Après le succès des Âmes Rouges, en 2016, Paul Greveillac poursuit avec Maîtres et esclaves, son deuxième roman, une réflexion sur le dilemme de la création artistique en régime totalitaire. Après l´ex-Urss, c´est le tour de la Chine.  

Maîtres et esclaves en Chine.

Mao Zedong a affirmé un jour -je l´ai déjà cité une fois ailleurs- qu´un tiers de l´humanité pourrait mourir si c´était pour le bonheur du communisme. En lançant la révolution culturelle en 1966, il a ouvert une période de terreur qui ne s´est achevée qu´avec sa mort, dix ans plus tard. Il y a eu des millions de victimes. Aujourd´hui le travail de mémoire reste à faire car si le pouvoir en place ne suit plus les préceptes maoïstes, le parti communiste règne toujours sans partage, quoiqu´il se soit converti aux plaisirs présumés du capitalisme d´État (version un tant soit peu ambiguë d´un certain capitalisme sauvage).

Dans les années cinquante, la Chine était un pays arriéré et agricole. C´est dans cette époque qu´est né le héros du roman Maîtres et esclaves, paru chez Gallimard fin août. C´est le deuxième roman de Paul Greveillac, jeune écrivain né en 1981. Le premier fut fort remarqué tant et si bien qu´il s´est vu décerner le prestigieux prix Roger Nimier. Il s´intitulait Les Âmes Rouges (il a été le sujet de la chronique de mai 2016 de mon blog La plume dissidente) et dépeignait la censure littéraire et cinématographique dans l´Urss post –stalinienne. Pour Paul Greveillac, donc, les difficultés pour donner libre cours à l´imagination lorsqu´un pouvoir totalitaire muselle les intellectuels ou les artistes est un sujet qui lui tient à cœur, à la différence près que si dans Les Âmes Rouges on constate comment l´amitié entre Vladimir Katouchkov, un censeur russe -qui, écoeuré par le système, en dénonce l´hypocrisie- et Pavel Golchenko, un projectionniste ukrainien, résiste au verrou du pouvoir, dans Maîtres et esclaves on vérifie comment un héros, obtenant la carte du Parti et devenant peintre du régime, est rattrapé par l´Histoire.

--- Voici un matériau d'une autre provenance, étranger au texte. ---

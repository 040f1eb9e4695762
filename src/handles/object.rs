/*!
 * Kernel Objects
 * The closed set of objects a handle can refer to
 */

use std::sync::atomic::{AtomicBool, Ordering};
use std::sync::Arc;

use super::types::ObjectKind;
use crate::registry::RegistryKey;

/// NT `EVENT_TYPE`
#[derive(Debug, Clone, Copy, PartialEq, Eq, Hash)]
pub enum EventType {
    /// Manual reset: stays signaled until reset
    Notification,
    /// Auto reset: releases one waiter, then clears
    Synchronization,
}

impl EventType {
    pub fn from_raw(raw: u32) -> Option<Self> {
        match raw {
            0 => Some(EventType::Notification),
            1 => Some(EventType::Synchronization),
            _ => None,
        }
    }
}

/// Emulated event object
///
/// Waiting is not modeled; only the signaled flag is tracked.
#[derive(Debug)]
pub struct Event {
    event_type: EventType,
    signaled: AtomicBool,
}

impl Event {
    pub fn new(event_type: EventType, initial_state: bool) -> Self {
        Self {
            event_type,
            signaled: AtomicBool::new(initial_state),
        }
    }

    #[inline]
    pub fn event_type(&self) -> EventType {
        self.event_type
    }

    #[inline]
    pub fn is_signaled(&self) -> bool {
        self.signaled.load(Ordering::Acquire)
    }

    /// Signal the event, returning the previous state
    pub fn set(&self) -> bool {
        self.signaled.swap(true, Ordering::AcqRel)
    }

    /// Clear the event, returning the previous state
    pub fn reset(&self) -> bool {
        self.signaled.swap(false, Ordering::AcqRel)
    }
}

/// Object stored behind a handle
#[derive(Debug)]
pub enum KernelObject {
    RegistryKey(RegistryKey),
    Event(Arc<Event>),
}

impl KernelObject {
    pub fn kind(&self) -> ObjectKind {
        match self {
            KernelObject::RegistryKey(_) => ObjectKind::RegistryKey,
            KernelObject::Event(_) => ObjectKind::Event,
        }
    }

    pub fn as_registry_key(&self) -> Option<&RegistryKey> {
        match self {
            KernelObject::RegistryKey(key) => Some(key),
            _ => None,
        }
    }

    pub fn as_event(&self) -> Option<&Event> {
        match self {
            KernelObject::Event(event) => Some(event.as_ref()),
            _ => None,
        }
    }
}

impl From<RegistryKey> for KernelObject {
    fn from(key: RegistryKey) -> Self {
        KernelObject::RegistryKey(key)
    }
}

impl From<Event> for KernelObject {
    fn from(event: Event) -> Self {
        KernelObject::Event(Arc::new(event))
    }
}
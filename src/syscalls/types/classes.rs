/*!
 * Information Classes
 * Selectors for the output shape of key and value queries
 */

/// `KEY_INFORMATION_CLASS`
#[derive(Debug, Clone, Copy, PartialEq, Eq, Hash)]
#[repr(u32)]
pub enum KeyInformationClass {
    Basic = 0,
    Node = 1,
    Full = 2,
    Name = 3,
    Cached = 4,
    Flags = 5,
    Virtualization = 6,
    HandleTags = 7,
    Trust = 8,
    Layer = 9,
}

impl KeyInformationClass {
    pub fn from_raw(raw: u32) -> Option<Self> {
        Some(match raw {
            0 => Self::Basic,
            1 => Self::Node,
            2 => Self::Full,
            3 => Self::Name,
            4 => Self::Cached,
            5 => Self::Flags,
            6 => Self::Virtualization,
            7 => Self::HandleTags,
            8 => Self::Trust,
            9 => Self::Layer,
            _ => return None,
        })
    }
}

/// `KEY_VALUE_INFORMATION_CLASS`
#[derive(Debug, Clone, Copy, PartialEq, Eq, Hash)]
#[repr(u32)]
pub enum KeyValueInformationClass {
    Basic = 0,
    Full = 1,
    Partial = 2,
    FullAlign64 = 3,
    PartialAlign64 = 4,
    Layer = 5,
}

impl KeyValueInformationClass {
    pub fn from_raw(raw: u32) -> Option<Self> {
        Some(match raw {
            0 => Self::Basic,
            1 => Self::Full,
            2 => Self::Partial,
            3 => Self::FullAlign64,
            4 => Self::PartialAlign64,
            5 => Self::Layer,
            _ => return None,
        })
    }
}
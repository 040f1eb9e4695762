/*!
 * Typed Guest Pointers
 * A guest address tagged with the structure it points at
 */

use std::fmt;
use std::marker::PhantomData;

use super::layout::GuestStruct;
use super::traits::GuestMemory;
use super::types::*;
use crate::core::types::GuestAddress;

/// Pointer into guest memory to a `T`
///
/// Holding a `GuestPtr` reads nothing; access happens through [`read`] and
/// [`write`], which marshal exactly `T::SIZE` bytes.
///
/// [`read`]: GuestPtr::read
/// [`write`]: GuestPtr::write
pub struct GuestPtr<T> {
    address: GuestAddress,
    _marker: PhantomData<fn() -> T>,
}

impl<T> GuestPtr<T> {
    #[inline]
    pub const fn new(address: GuestAddress) -> Self {
        Self {
            address,
            _marker: PhantomData,
        }
    }

    #[inline]
    pub const fn null() -> Self {
        Self::new(0)
    }

    #[inline]
    pub const fn address(&self) -> GuestAddress {
        self.address
    }

    #[inline]
    pub const fn is_null(&self) -> bool {
        self.address == 0
    }

    /// Address `offset` bytes past the pointee start
    #[inline]
    pub const fn byte_offset(&self, offset: u64) -> GuestAddress {
        self.address.wrapping_add(offset)
    }

    /// Reinterpret as a pointer to another type at the same address
    #[inline]
    pub const fn cast<U>(self) -> GuestPtr<U> {
        GuestPtr::new(self.address)
    }
}

impl<T: GuestStruct> GuestPtr<T> {
    /// Read and decode the pointee
    pub fn read<M: GuestMemory + ?Sized>(&self, memory: &M) -> MemoryResult<T> {
        let bytes = memory.read_bytes(self.address, T::SIZE)?;
        Ok(T::from_guest_bytes(&bytes))
    }

    /// Encode and write `value` over the pointee
    pub fn write<M: GuestMemory + ?Sized>(&self, memory: &mut M, value: &T) -> MemoryResult<()> {
        memory.write_memory(self.address, &value.to_guest_bytes())
    }
}

impl<T> Clone for GuestPtr<T> {
    fn clone(&self) -> Self {
        *self
    }
}

impl<T> Copy for GuestPtr<T> {}

impl<T> PartialEq for GuestPtr<T> {
    fn eq(&self, other: &Self) -> bool {
        self.address == other.address
    }
}

impl<T> Eq for GuestPtr<T> {}

impl<T> Default for GuestPtr<T> {
    fn default() -> Self {
        Self::null()
    }
}

impl<T> fmt::Debug for GuestPtr<T> {
    fn fmt(&self, f: &mut fmt::Formatter<'_>) -> fmt::Result {
        write!(f, "GuestPtr(0x{:x})", self.address)
    }
}

impl<T> From<GuestAddress> for GuestPtr<T> {
    fn from(address: GuestAddress) -> Self {
        Self::new(address)
    }
}
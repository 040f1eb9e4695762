/*!
 * CPU Engine Contract
 * The narrow register and memory interface consumed from the CPU emulator
 */

pub mod context;
pub mod soft;

use crate::memory::GuestMemory;

pub use context::{Context64, CONTEXT_AMD64, CONTEXT_CONTROL, CONTEXT_FULL, CONTEXT_INTEGER, CONTEXT_SEGMENTS};
pub use soft::SoftCpu;

/// x64 registers visible to the syscall layer
#[derive(Debug, Clone, Copy, PartialEq, Eq, Hash)]
pub enum Register {
    Rax,
    Rbx,
    Rcx,
    Rdx,
    Rsi,
    Rdi,
    Rbp,
    Rsp,
    R8,
    R9,
    R10,
    R11,
    R12,
    R13,
    R14,
    R15,
    Rip,
    Rflags,
    Cs,
    Ds,
    Es,
    Fs,
    Gs,
    Ss,
}

impl Register {
    pub const COUNT: usize = 24;

    pub const ALL: [Register; Register::COUNT] = [
        Register::Rax,
        Register::Rbx,
        Register::Rcx,
        Register::Rdx,
        Register::Rsi,
        Register::Rdi,
        Register::Rbp,
        Register::Rsp,
        Register::R8,
        Register::R9,
        Register::R10,
        Register::R11,
        Register::R12,
        Register::R13,
        Register::R14,
        Register::R15,
        Register::Rip,
        Register::Rflags,
        Register::Cs,
        Register::Ds,
        Register::Es,
        Register::Fs,
        Register::Gs,
        Register::Ss,
    ];

    /// Dense index into a register file
    #[inline]
    pub const fn index(self) -> usize {
        self as usize
    }
}

/// Register file access
pub trait CpuRegisters {
    fn read_register(&self, register: Register) -> u64;
    fn write_register(&mut self, register: Register, value: u64);
}

/// Everything a syscall handler may touch on the guest CPU
pub trait Cpu: GuestMemory + CpuRegisters {}

impl<T: GuestMemory + CpuRegisters> Cpu for T {}

/// Why the engine handed control back to the emulator
#[derive(Debug, Clone, Copy, PartialEq, Eq)]
pub enum CpuEvent {
    /// The guest executed `syscall`; registers hold the request
    Syscall,
    /// Execution finished or was stopped
    Halted,
}

/// An instruction-emulation engine the emulator can drive
pub trait CpuEngine: Cpu {
    /// Execute guest code until the next syscall trap or halt
    fn run_until_event(&mut self) -> CpuEvent;

    /// Stop execution; later calls to `run_until_event` report `Halted`
    fn stop(&mut self);
}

Tian Kewei (le nom de notre héros) naît en 1950-un an après la prise du pouvoir par les communistes- dans une famille de paysans chinois, à Sichuan, au pied de l´Himalaya. Kewei ne pense qu´à dessiner du matin au soir, une passion transmise par son père, ce qui rend pourtant triste sa mère qui ne voit pas d´un bon œil cette prédilection pour la peinture, craignant un sombre avenir pour son rejeton. C´est l´époque où la collectivisation bat son plein et la famine risque de décimer le village. Le dirigeant local du Parti, Jiang Jinsheng, écoute avec engouement les bulletins triomphateurs de Radio Pékin, vociférant que le "Grand Bond en avant" va transformer la Chine et qu´il doit tenir sa commune et faire ses quotas : "Moins de trente ans auparavant, dans un contexte proche, la famine avait causé des millions de morts en Urss, en Ukraine. Mais comment Jiang l´eut-il su. Et en quoi cela l´eût-il concerné… Les morte étaient le prix à payer pour la concrétisation de la Nouvelle Chine. Lui-même, d´ailleurs, n´était-il pas bien vivant ?" En raisonnant de la sorte, il lit sans le savoir dans les pensées de Lin Jingquan (son supérieur hiérarchique) ou de Mao lui-même qui dirait bientôt : "Distribuer les ressources de façon égalitaire ne fera que ruiner le Grand Bond en avant. Quand il n´y a pas assez de nourriture, des gens meurent de faim. Il vaut mieux laisser mourir la moitié de la population, afin que l´autre moitié puisse manger suffisamment".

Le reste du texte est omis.